Abstract

As part of a longitudinal surveillance program, 35 members of a larger cohort of 77 Gulf War I veterans who were victims of depleted uranium (DU) “friendly fire” during combat underwent a 3-day clinical assessment at the Baltimore Veterans Administration Medical Center (VAMC). The assessment included a detailed medical history, exposure history, physical examination, and laboratory studies. Spot and 24-h urine collections were obtained for renal function parameters and for urine uranium (U) measures. Blood U measures were also performed.

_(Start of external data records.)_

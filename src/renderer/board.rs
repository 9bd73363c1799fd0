//! Falling-block board, in cell units (the surface is configured at block scale)

use super::palette;
use crate::platform::DrawSurface;
use crate::sim::{Cell, EMPTY, FallingBlocks, FallingPhase};

const OUTLINE_WIDTH: f32 = 0.05;

fn paint_cell(draw: &mut dyn DrawSurface, x: i32, y: i32, cell: Cell) {
    let (x, y) = (x as f32, y as f32);
    draw.fill_rect(x, y, 1.0, 1.0, palette::block(cell));
    draw.stroke_rect(x, y, 1.0, 1.0, palette::OUTLINE, OUTLINE_WIDTH);
}

pub fn paint_board(draw: &mut dyn DrawSurface, game: &FallingBlocks) {
    let grid = game.grid();
    draw.fill_rect(
        0.0,
        0.0,
        grid.width() as f32,
        grid.height() as f32,
        palette::BACKGROUND,
    );

    for y in 0..grid.height() {
        for (x, &cell) in grid.row(y).iter().enumerate() {
            if cell != EMPTY {
                paint_cell(draw, x as i32, y as i32, cell);
            }
        }
    }

    // The piece that ended the game overlaps the stack; leave it out
    if game.phase() != FallingPhase::GameOver {
        let origin = game.origin();
        for (offset, cell) in game.piece().blocks() {
            let p = origin + offset;
            if p.y >= 0 {
                paint_cell(draw, p.x, p.y, cell);
            }
        }
    }
}

#[cfg(test)]
mod tests {
    use super::*;
    use crate::platform::headless::{DrawCall, HeadlessCanvas};
    use crate::settings::FallingBlockTuning;

    #[test]
    fn test_paints_background_and_piece() {
        let game = FallingBlocks::new(FallingBlockTuning::default(), 7);
        let mut canvas = HeadlessCanvas::default();
        paint_board(&mut canvas, &game);

        let calls = canvas.take_calls();
        assert_eq!(
            calls[0],
            DrawCall::FillRect {
                x: 0.0,
                y: 0.0,
                w: 10.0,
                h: 20.0,
                color: palette::BACKGROUND.into()
            }
        );
        // Every tetromino has four blocks: fill + outline each
        assert_eq!(calls.len(), 1 + 4 * 2);
    }
}
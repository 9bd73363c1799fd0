//! Mini Arcade entry point
//!
//! On the web this wires the page's game menu to the arcade. Natively it plays a short
//! headless round of each game and logs what happened.

#[cfg(target_arch = "wasm32")]
use wasm_bindgen::prelude::*;

#[cfg(target_arch = "wasm32")]
mod wasm_arcade {
    use std::cell::RefCell;
    use std::rc::Rc;

    use wasm_bindgen::JsCast;
    use wasm_bindgen::prelude::*;

    use mini_arcade::platform::HostEvent;
    use mini_arcade::platform::web::{EventSink, WebPlatform};
    use mini_arcade::{Arcade, Settings};

    thread_local! {
        static ARCADE: RefCell<Option<Arcade<WebPlatform>>> = const { RefCell::new(None) };
    }

    /// Host callbacks land here
    fn deliver(event: HostEvent) {
        ARCADE.with(|cell| match cell.try_borrow_mut() {
            Ok(mut slot) => {
                if let Some(arcade) = slot.as_mut() {
                    arcade.dispatch(event);
                }
            }
            Err(_) => log::warn!("Arcade busy; dropping {:?}", event),
        });
    }

    pub fn activate(game: &str) -> bool {
        ARCADE.with(|cell| match cell.try_borrow_mut() {
            Ok(mut slot) => slot.as_mut().is_some_and(|arcade| arcade.activate(game)),
            Err(_) => {
                log::warn!("Arcade busy; can't load {}", game);
                false
            }
        })
    }

    pub fn run() -> Result<(), JsValue> {
        console_error_panic_hook::set_once();
        console_log::init_with_level(log::Level::Info)
            .map_err(|e| JsValue::from_str(&e.to_string()))?;

        log::info!("Mini Arcade starting...");

        let settings = Settings::load();
        let seed = js_sys::Date::now() as u64;
        let sink: EventSink = Rc::new(deliver);
        let platform = WebPlatform::new(sink)?;

        ARCADE.with(|cell| *cell.borrow_mut() = Some(Arcade::new(platform, settings, seed)));
        setup_menu()?;

        log::info!("Mini Arcade ready (seed {})", seed);
        Ok(())
    }

    /// Each `.game-link[data-game]` loads its game
    fn setup_menu() -> Result<(), JsValue> {
        let document = web_sys::window()
            .and_then(|w| w.document())
            .ok_or_else(|| JsValue::from_str("no document"))?;

        let links = document.query_selector_all(".game-link[data-game]")?;
        for i in 0..links.length() {
            let Some(link) = links
                .item(i)
                .and_then(|node| node.dyn_into::<web_sys::Element>().ok())
            else {
                continue;
            };
            let Some(game) = link.get_attribute("data-game") else {
                continue;
            };

            let closure = Closure::<dyn FnMut(_)>::new(move |event: web_sys::Event| {
                event.prevent_default();
                activate(&game);
            });
            link.add_event_listener_with_callback("click", closure.as_ref().unchecked_ref())?;
            closure.forget();
        }
        Ok(())
    }
}

#[cfg(target_arch = "wasm32")]
#[wasm_bindgen(start)]
pub fn wasm_main() -> Result<(), JsValue> {
    wasm_arcade::run()
}

/// Load a game by id from page script
#[cfg(target_arch = "wasm32")]
#[wasm_bindgen]
pub fn activate(game: &str) -> bool {
    wasm_arcade::activate(game)
}

#[cfg(not(target_arch = "wasm32"))]
fn main() {
    env_logger::init();
    log::info!("Mini Arcade (native) starting...");
    log::info!("Native mode plays a headless demo - build for wasm32 for the browser version");

    let seed = std::time::SystemTime::now()
        .duration_since(std::time::UNIX_EPOCH)
        .map(|d| d.as_secs())
        .unwrap_or(0);
    demo::run(seed);
}

#[cfg(target_arch = "wasm32")]
fn main() {
    // WASM entry point is wasm_main
}

#[cfg(not(target_arch = "wasm32"))]
mod demo {
    use mini_arcade::platform::{HeadlessPlatform, HostEvent};
    use mini_arcade::{Arcade, Settings};

    type HeadlessArcade = Arcade<HeadlessPlatform>;

    fn send(arcade: &mut HeadlessArcade, events: Vec<HostEvent>) {
        for event in events {
            arcade.dispatch(event);
        }
    }

    fn click(arcade: &mut HeadlessArcade, id: &'static str) {
        let events = arcade.platform().input.click(id);
        send(arcade, events);
    }

    fn key(arcade: &mut HeadlessArcade, key: &str) {
        let events = arcade.platform().input.key_down(key);
        send(arcade, events);
    }

    fn tick(arcade: &mut HeadlessArcade) -> bool {
        let events = arcade.platform().scheduler.fire_intervals();
        let fired = !events.is_empty();
        send(arcade, events);
        fired
    }

    fn tetris(arcade: &mut HeadlessArcade) {
        arcade.activate("tetris");
        click(arcade, "tetris-start");

        let moves = ["ArrowLeft", "ArrowUp", "ArrowRight", "ArrowRight", "ArrowDown"];
        for i in 0..400 {
            key(arcade, moves[i % moves.len()]);
            if !tick(arcade) {
                break;
            }
        }
        let ui = &arcade.platform().ui;
        log::info!(
            "tetris: {} ({})",
            ui.label("tetris-score").unwrap_or("Score: 0"),
            ui.last_toast().unwrap_or("no messages")
        );
    }

    fn ping_pong(arcade: &mut HeadlessArcade) {
        arcade.activate("ping-pong");
        click(arcade, "ping-pong-start");

        let mut ticks = 0;
        while ticks < 20_000 && tick(arcade) {
            ticks += 1;
        }
        let ui = &arcade.platform().ui;
        log::info!(
            "ping-pong: {} - {} after {} ticks ({})",
            ui.label("ping-pong-player-score").unwrap_or("0"),
            ui.label("ping-pong-ai-score").unwrap_or("0"),
            ticks,
            ui.last_toast().unwrap_or("no messages")
        );
    }

    fn projectile(arcade: &mut HeadlessArcade, seed: u64) {
        arcade.activate("projectile");

        let mut shots = 0;
        while shots < 40 && !arcade.platform().ui.status.contains("Win") {
            let angle = 20 + ((seed as i32 + shots * 7) % 50);
            let power = 30 + ((seed as i32 + shots * 13) % 60);
            let events = arcade.platform().input.change("launch-angle", angle);
            send(arcade, events);
            let events = arcade.platform().input.change("launch-power", power);
            send(arcade, events);
            click(arcade, "projectile-launch");

            while arcade.platform().scheduler.pending_frames() > 0 {
                let events = arcade.platform_mut().scheduler.take_frames();
                send(arcade, events);
            }
            let events = arcade.platform_mut().scheduler.fire_timeouts();
            send(arcade, events);
            shots += 1;
        }
        let ui = &arcade.platform().ui;
        log::info!(
            "projectile: {} / {} after {} shots ({})",
            ui.label("level-display").unwrap_or("Level: 1"),
            ui.label("shot-display").unwrap_or("Shots: 0"),
            shots,
            ui.status
        );
    }

    pub fn run(seed: u64) {
        let mut arcade = Arcade::new(HeadlessPlatform::default(), Settings::default(), seed);

        tetris(&mut arcade);
        ping_pong(&mut arcade);
        projectile(&mut arcade, seed % 1000);
        arcade.deactivate();

        let platform = arcade.platform();
        log::info!(
            "Demo finished: {} timers started, {} cancelled, {} listeners installed, {} removed",
            platform.scheduler.started,
            platform.scheduler.cancelled,
            platform.input.installed,
            platform.input.removed
        );
        if !platform.is_quiet() {
            log::warn!("Registrations left behind after unloading");
        }
    }
}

Urine U excretion was significantly associated with DU retained shrapnel burden (8.821 μg U/g creatinine [creat.] vs. 0.005 μg U/g creat., p = .04). Blood as a U sampling matrix revealed satisfactory results for measures of total U with a high correlation with urine U results (r = .84) when urine U concentrations were ≥0.1 μg/g creatinine. However, isotopic results in blood detected DU in only half of the subcohort who had isotopic signatures for DU detectable in urine. After stratifying the cohort based on urine U concentration, the high-U group showed a trend toward higher concentrations of urine β2 microglobulin compared to the low-U group (81.7 v. 69.0 μg/g creat.; p = .11 respectively) and retinol binding protein (48.1 vs. 31.0 μg/g creat.; p = .07 respectively). Bone metabolism parameters showed only subtle differences between groups. Sixteen years after first exposure, this cohort continues to excrete elevated concentrations of urine U as a function of DU shrapnel burden. Although subtle trends emerge in renal proximal tubular function and bone formation, the cohort exhibits few clinically significant U-related health effects.